During a follow-up period ranging from 12 to 24 months, no clinical VTE was recorded for all patients, and nor was there any clinical suspicion of VTE. Accordingly, no leg edema or pain was recorded during their examination in the 6th, 12th, 18th, or 24th postoperative month or in the intermediate period of the examinations. However, each patient had a venous duplex scan of their extremities during the 1st examination at the 6th postoperative month: There was no evidence of venous thrombosis. In addition, no chest pain or other clinical signs of pulmonary embolism was recorded in the patients’ recent history. The risk factors are demonstrated in Table 2. All patients were on aspirin (100 mg), and only 1 patient had a concomitant administration of oral anticoagulants (Table 2). None of the patients had referrals to the emergency department during this period. Additionally, during the follow-up period, no re-intervention was required for any patient, while the patients that had an arterial repair did not complain of any signs of newly presented episodes of claudication. Finally, no death episode was recorded during this midterm follow-up period.

Table 2.
Patients’ Risk Factors and Their Medical Treatment

5. Discussion

CVC-related vascular complications may occur during placement or sometimes even years later. The corrected placement and functioning of the CVC should always be confirmed (2, 3). When the CVC is placed under ultrasonic or radiological guidance, complications at the access site should be avoided (4). It has been demonstrated previously that duplex scanning is a noninvasive, safe, effective method for the initial evaluation of potential extremity vascular proximity injuries (6). However, after a misplacement, ultrasound may not be a sufficient diagnostic option. That was a problem with which we were faced in some of our cases and as such duplex scan was not diagnostic. We had to perform CTA on most of our patients (although they were on dialysis), which actually guided us with the management of the vascular injury. It has been shown that CTA provides accurate peripheral vascular imaging while additionally it is a noninvasive and immediate available diagnostic mean. Secondary to these advantages, CTA has already supplanted arteriography for the initial radiographic evaluation of peripheral vascular injuries at trauma centers (7). The current study supports CTA as an effective alternative to conventional arteriography in assessing extremity vascular trauma.

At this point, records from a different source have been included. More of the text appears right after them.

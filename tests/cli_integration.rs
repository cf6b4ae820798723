//! Integration tests for the command-line interface
//!
//! Exit status, dry run, diff output and the CONFLICT diagnostics

use std::fs;
use std::path::{Path, PathBuf};
use std::process::{Command, Output};
use tempfile::TempDir;

const TARGET: &str = "src/components/NovidadesModal.tsx";

fn fixture(name: &str) -> String {
    let path = PathBuf::from(env!("CARGO_MANIFEST_DIR"))
        .join("tests/fixtures")
        .join(name);
    fs::read_to_string(path).unwrap()
}

/// Helper to create a front-end project with the given modal contents
fn setup_project(modal: &str) -> TempDir {
    let dir = TempDir::new().unwrap();
    let file = dir.path().join(TARGET);
    fs::create_dir_all(file.parent().unwrap()).unwrap();
    fs::write(&file, modal).unwrap();
    dir
}

fn patcher(args: &[&str], cwd: &Path) -> Output {
    Command::new(env!("CARGO_BIN_EXE_novidades-patcher"))
        .args(args)
        .current_dir(cwd)
        .env("NO_COLOR", "1")
        .output()
        .unwrap()
}

#[test]
fn test_help() {
    let cwd = TempDir::new().unwrap();
    let output = patcher(&["--help"], cwd.path());

    assert!(output.status.success());
    let stdout = String::from_utf8_lossy(&output.stdout);
    assert!(stdout.contains("Rewrite the Novidades modal"));
    assert!(stdout.contains("--dry-run"));
}

#[test]
fn test_no_arguments_patches_current_directory() {
    let project = setup_project(&fixture("NovidadesModal.tsx.input"));

    let output = patcher(&[], project.path());

    assert!(output.status.success());
    let stdout = String::from_utf8_lossy(&output.stdout);
    assert!(stdout.contains("novidades-list"));
    assert!(stdout.contains("novidade-title-link"));
    assert!(stdout.contains("Patched"));

    let patched = fs::read_to_string(project.path().join(TARGET)).unwrap();
    assert_eq!(patched, fixture("NovidadesModal.tsx.expected"));
}

#[test]
fn test_root_flag() {
    let project = setup_project(&fixture("NovidadesModal.tsx.input"));
    let elsewhere = TempDir::new().unwrap();

    let output = patcher(
        &["--root", project.path().to_str().unwrap()],
        elsewhere.path(),
    );

    assert!(output.status.success());
    let patched = fs::read_to_string(project.path().join(TARGET)).unwrap();
    assert_eq!(patched, fixture("NovidadesModal.tsx.expected"));
}

#[test]
fn test_dry_run_with_diff() {
    let input = fixture("NovidadesModal.tsx.input");
    let project = setup_project(&input);

    let output = patcher(&["--dry-run", "--diff"], project.path());

    assert!(output.status.success());
    let stdout = String::from_utf8_lossy(&output.stdout);
    assert!(stdout.contains("DRY RUN"));
    assert!(stdout.contains("Would patch"));
    assert!(stdout.contains("+      link: \"https://europa4.vercel.app/\""));
    assert!(stdout.contains("-      titulo: \"Consulta FGTS em lote\","));

    let unchanged = fs::read_to_string(project.path().join(TARGET)).unwrap();
    assert_eq!(unchanged, input);
}

#[test]
fn test_second_run_exits_nonzero() {
    let project = setup_project(&fixture("NovidadesModal.tsx.input"));

    assert!(patcher(&[], project.path()).status.success());
    let output = patcher(&[], project.path());

    assert_eq!(output.status.code(), Some(1));
    let stderr = String::from_utf8_lossy(&output.stderr);
    assert!(stderr.contains("target block not found"));
    assert!(stderr.contains("CONFLICT"));
    assert!(stderr.contains("No changes written."));
}

#[test]
fn test_missing_list_exits_nonzero() {
    let project = setup_project("export default function NovidadesModal() {}\r\n");

    let output = patcher(&[], project.path());

    assert_eq!(output.status.code(), Some(1));
    let stderr = String::from_utf8_lossy(&output.stderr);
    assert!(stderr.contains("rule 'novidades-list' not replaced"));
    assert!(stderr.contains("matched 0 times"));
}

#[test]
fn test_missing_target_exits_nonzero() {
    let empty = TempDir::new().unwrap();

    let output = patcher(&[], empty.path());

    assert!(!output.status.success());
}

#[test]
fn test_missing_root_exits_nonzero() {
    let cwd = TempDir::new().unwrap();

    let output = patcher(&["--root", "/nonexistent/frontend"], cwd.path());

    assert!(!output.status.success());
}

#[test]
fn test_custom_rules_file() {
    let project = TempDir::new().unwrap();
    fs::write(project.path().join("banner.txt"), "Hello\r\nold world\r\n").unwrap();
    let rules = project.path().join("banner.toml");
    fs::write(
        &rules,
        r#"
[meta]
name = "banner"
target = "banner.txt"

[[patches]]
id = "greeting"
line_endings = "crlf"

[patches.query]
type = "text"
search = "Hello\nold world"

[patches.operation]
type = "replace"
text = "Hello\nnew world"
"#,
    )
    .unwrap();

    let output = patcher(&["--rules", rules.to_str().unwrap()], project.path());

    assert!(output.status.success());
    let stdout = String::from_utf8_lossy(&output.stdout);
    assert!(stdout.contains("greeting"));
    assert!(stdout.contains("banner.txt"));
    let patched = fs::read_to_string(project.path().join("banner.txt")).unwrap();
    assert_eq!(patched, "Hello\r\nnew world\r\n");
}

#[test]
fn test_missing_rules_file_exits_nonzero() {
    let project = setup_project(&fixture("NovidadesModal.tsx.input"));

    let output = patcher(&["--rules", "missing.toml"], project.path());

    assert!(!output.status.success());
    let stderr = String::from_utf8_lossy(&output.stderr);
    assert!(stderr.contains("failed to read patch config"));
    assert!(stderr.contains("missing.toml"));

    let unchanged = fs::read_to_string(project.path().join(TARGET)).unwrap();
    assert_eq!(unchanged, fixture("NovidadesModal.tsx.input"));
}
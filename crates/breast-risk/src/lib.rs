//! Deterministic breast-health risk scoring with life-stage profiling and personalized
//! action plans.

pub mod assessment;
pub mod config;
pub mod error;
pub mod telemetry;

pub use assessment::{
    assess, calculate_risk_score, categorize_risk, determine_user_profile,
    generate_comprehensive_report, generate_recommendations, HealthReport, QuizAnswers,
    RiskCategory, RiskScoreResult, UserProfile,
};
pub use config::{AppConfig, AppEnvironment, AssessmentConfig, ServerConfig, TelemetryConfig};
pub use error::AppError;
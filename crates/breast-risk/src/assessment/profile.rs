use super::answers::QuizAnswers;
use serde::{Deserialize, Serialize};

const DEFAULT_AGE: i64 = 30;
const TEENAGE_CEILING: i64 = 20;
const POSTMENOPAUSAL_AGE: i64 = 50;

/// Life-stage cohort used to tailor recommendations and the daily plan.
#[derive(Debug, Clone, Copy, PartialEq, Eq, Hash, Serialize, Deserialize)]
#[serde(rename_all = "snake_case")]
pub enum UserProfile {
    Teenager,
    Premenopausal,
    Postmenopausal,
    CurrentPatient,
    Survivor,
}

impl UserProfile {
    pub const fn ordered() -> [Self; 5] {
        [
            Self::Teenager,
            Self::Premenopausal,
            Self::Postmenopausal,
            Self::CurrentPatient,
            Self::Survivor,
        ]
    }

    pub const fn as_str(self) -> &'static str {
        match self {
            Self::Teenager => "teenager",
            Self::Premenopausal => "premenopausal",
            Self::Postmenopausal => "postmenopausal",
            Self::CurrentPatient => "current_patient",
            Self::Survivor => "survivor",
        }
    }

    pub const fn label(self) -> &'static str {
        match self {
            Self::Teenager => "Teenager",
            Self::Premenopausal => "Premenopausal",
            Self::Postmenopausal => "Postmenopausal",
            Self::CurrentPatient => "Current Patient",
            Self::Survivor => "Survivor",
        }
    }

    pub fn characteristics(self) -> &'static ProfileCharacteristics {
        match self {
            Self::Teenager => &TEENAGER,
            Self::Premenopausal => &PREMENOPAUSAL,
            Self::Postmenopausal => &POSTMENOPAUSAL,
            Self::CurrentPatient => &CURRENT_PATIENT,
            Self::Survivor => &SURVIVOR,
        }
    }
}

/// Static descriptor for a life-stage profile.
#[derive(Debug, Clone, Copy, PartialEq, Eq, Serialize)]
pub struct ProfileCharacteristics {
    pub age_range: &'static str,
    pub description: &'static str,
    pub key_focus_areas: &'static [&'static str],
    pub prevention_priorities: &'static [&'static str],
}

static TEENAGER: ProfileCharacteristics = ProfileCharacteristics {
    age_range: "13-19",
    description: "Building lifelong healthy habits and early breast awareness",
    key_focus_areas: &[
        "Healthy lifestyle habits",
        "Breast awareness education",
        "Physical activity",
        "Nutrition",
    ],
    prevention_priorities: &[
        "Establish regular exercise routines",
        "Avoid alcohol and smoking",
        "Maintain a healthy weight",
    ],
};

static PREMENOPAUSAL: ProfileCharacteristics = ProfileCharacteristics {
    age_range: "20-49",
    description: "Active reproductive years with a focus on prevention and early detection",
    key_focus_areas: &[
        "Monthly self-exams",
        "Hormonal health",
        "Stress management",
        "Regular screening",
    ],
    prevention_priorities: &[
        "Know your family history",
        "Limit alcohol intake",
        "Stay physically active",
        "Discuss screening timelines with your doctor",
    ],
};

static POSTMENOPAUSAL: ProfileCharacteristics = ProfileCharacteristics {
    age_range: "50+",
    description: "Post-menopause years when age-related risk rises and regular screening matters most",
    key_focus_areas: &[
        "Annual mammograms",
        "Weight management",
        "Bone health",
        "Hormone therapy review",
    ],
    prevention_priorities: &[
        "Keep up with annual mammography",
        "Maintain a healthy weight after menopause",
        "Review hormone replacement therapy with your doctor",
    ],
};

static CURRENT_PATIENT: ProfileCharacteristics = ProfileCharacteristics {
    age_range: "Any age",
    description: "Currently undergoing breast cancer treatment and focused on recovery support",
    key_focus_areas: &[
        "Treatment support",
        "Side-effect management",
        "Nutrition during treatment",
        "Emotional wellbeing",
    ],
    prevention_priorities: &[
        "Follow your oncology team's treatment plan",
        "Report new symptoms promptly",
        "Lean on support networks",
    ],
};

static SURVIVOR: ProfileCharacteristics = ProfileCharacteristics {
    age_range: "Any age",
    description: "Life after breast cancer treatment with a focus on surveillance and recurrence prevention",
    key_focus_areas: &[
        "Recurrence prevention",
        "Surveillance imaging",
        "Long-term wellness",
        "Survivorship care",
    ],
    prevention_priorities: &[
        "Keep every surveillance appointment",
        "Stay active and maintain a healthy weight",
        "Limit alcohol",
    ],
};

/// Classifies answers into a life-stage profile; the first matching guard wins.
///
/// Treatment and history flags outrank age, and anyone not explicitly reporting a
/// postmenopausal menstrual status is treated as still menstruating.
pub fn determine_user_profile(answers: &QuizAnswers) -> UserProfile {
    let age = answers.whole_number_or("age", DEFAULT_AGE);
    let is_menstruating = answers.get("menstrual_status") != Some("postmenopausal");

    if answers.is("current_treatment", "yes") {
        UserProfile::CurrentPatient
    } else if answers.is("personal_bc_history", "yes") {
        UserProfile::Survivor
    } else if age < TEENAGE_CEILING {
        UserProfile::Teenager
    } else if age >= POSTMENOPAUSAL_AGE || !is_menstruating {
        UserProfile::Postmenopausal
    } else {
        UserProfile::Premenopausal
    }
}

The radiologic study of choice for evaluation of traumatic vessel injuries still is conventional arteriography, but it poses the risks of an invasive procedure. It has been suggested that CTA may be an alternative to conventional arteriography or venography for the diagnosis of traumatic vessel injuries (8). Novel techniques have been developed in CTA technology, thus 3D-CTA with multislice CT (MSCT) which is a more recent development may be used to replace the diagnostic angiography in patients with blunt or penetrating extremity injuries. 9 In our study, all the patients with CVC complication were diagnosed by CTA without any delay or secondary angiography.

In clinical practice, if the misplacement of a catheter occurs, the pull/pressure technique is the 1st option. Nevertheless, it is associated with a significant risk of hematoma, major bleeding, false aneurysm formation, airway obstruction, or stroke especially when the site of the vascular trauma cannot be effectively compressed (2, 3). That is in line with 3 of our patients, who presented with major bleeding and hemodynamic instability, although they had the pull/pressure technique of the CVC. In addition, Domino et al. (8) observed that this kind of injury increased mortality and morbidity and led to irreversible complications; thus, the patients had to be treated invasively.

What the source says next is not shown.